I suppose I'll just close with this post by autographedcat: Bush isn't America. Good, hardworking, decent folk all over the country are America. Honest, plain-spoken, determined people, both Democrats and Republicans, dedicated to the principles of freedom and justice are America. Helpful, compassionate, community-oriented people, in cities and on farms, are America. When a neighbor reaches out to a neighbor, there you find us. When people pitch in together for the good of their families, their neighborhoods, and their communities, there you find us. When people do the right thing for no reason other than its the right thing to do, there you find us. When the law protects the individual from the mob, there you find us. Bush and his crowd are just a passing thing, in the great wash of history. There are many ways, too many to list, where they are bad for us, and bad for the world, but they too shall pass, and the ideal that is America shall remain. Because America isn't a man. It isn't a political party. It isn't an ideology.

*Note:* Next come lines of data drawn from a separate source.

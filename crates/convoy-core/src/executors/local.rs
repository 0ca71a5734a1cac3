use async_trait::async_trait;
use std::path::{Path, PathBuf};
use std::process::Stdio;
use std::time::Duration;
use tokio::process::Command;
use uuid::Uuid;

use super::{CodeExecutor, ExecutionResult};
use crate::errors::CodeExecutorError;

/// Runs scripts with interpreters installed on the host, inside a working directory.
pub struct LocalCommandExecutor {
    work_dir: PathBuf,
    timeout: Duration,
    python: String,
}

impl LocalCommandExecutor {
    pub fn new(work_dir: impl Into<PathBuf>, timeout: Duration) -> Self {
        Self {
            work_dir: work_dir.into(),
            timeout,
            python: "python3".to_string(),
        }
    }

    pub fn with_python(mut self, interpreter: impl Into<String>) -> Self {
        self.python = interpreter.into();
        self
    }

    pub fn work_dir(&self) -> &Path {
        &self.work_dir
    }

    fn interpreter(&self, language: &str) -> Result<(String, &'static str), CodeExecutorError> {
        match language.to_lowercase().as_str() {
            "python" | "python3" | "py" => Ok((self.python.clone(), "py")),
            "sh" | "shell" => Ok(("sh".to_string(), "sh")),
            "bash" => Ok(("bash".to_string(), "sh")),
            other => Err(CodeExecutorError::UnsupportedLanguage(other.to_string())),
        }
    }
}

#[async_trait]
impl CodeExecutor for LocalCommandExecutor {
    async fn execute_code(&self, language: &str, code: &str) -> Result<ExecutionResult, CodeExecutorError> {
        let (program, extension) = self.interpreter(language)?;

        tokio::fs::create_dir_all(&self.work_dir).await?;
        let script_name = format!("tmp_code_{}.{}", Uuid::new_v4().simple(), extension);
        let script_path = self.work_dir.join(&script_name);
        tokio::fs::write(&script_path, code).await?;

        log::debug!("Running {} script {:?} in {:?}", program, script_name, self.work_dir);

        let child = Command::new(&program)
            .arg(&script_name)
            .current_dir(&self.work_dir)
            .stdin(Stdio::null())
            .stdout(Stdio::piped())
            .stderr(Stdio::piped())
            .kill_on_drop(true)
            .spawn();

        let outcome = match child {
            Ok(child) => match tokio::time::timeout(self.timeout, child.wait_with_output()).await {
                Ok(output) => output.map_err(CodeExecutorError::from),
                Err(_) => {
                    log::warn!("Script {} timed out after {:?}", script_name, self.timeout);
                    Err(CodeExecutorError::Timeout(self.timeout.as_secs()))
                }
            },
            Err(e) => Err(CodeExecutorError::from(e)),
        };

        if let Err(e) = tokio::fs::remove_file(&script_path).await {
            log::debug!("Could not remove {:?}: {}", script_path, e);
        }

        let output = outcome?;
        Ok(ExecutionResult {
            stdout: String::from_utf8_lossy(&output.stdout).into_owned(),
            stderr: String::from_utf8_lossy(&output.stderr).into_owned(),
            exit_code: output.status.code(),
        })
    }
}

America is a belief in a better future, in a rule of law, and in the idea that no matter how divided we become over matters of religion, race, or political ideology, we have the right and responsibility to peacefully work toward change. Right now, the American Dream may be a bit tarnished. Sometimes its hard to see. Sometimes you can be so frustrated that you don't know how to go on. But we will go on. We will go on working to ensure that the principles that made America an ideal do not vanish, do not falter, do not perish from the earth. There's work to be done. And we will do it, no matter who sits in the halls of government. Because we are Americans. Even now. Even today.
And I am reminded that after all the evils were unleashed, the last spirit remaining in Pandora's box was that thin but powerful wisp known as hope.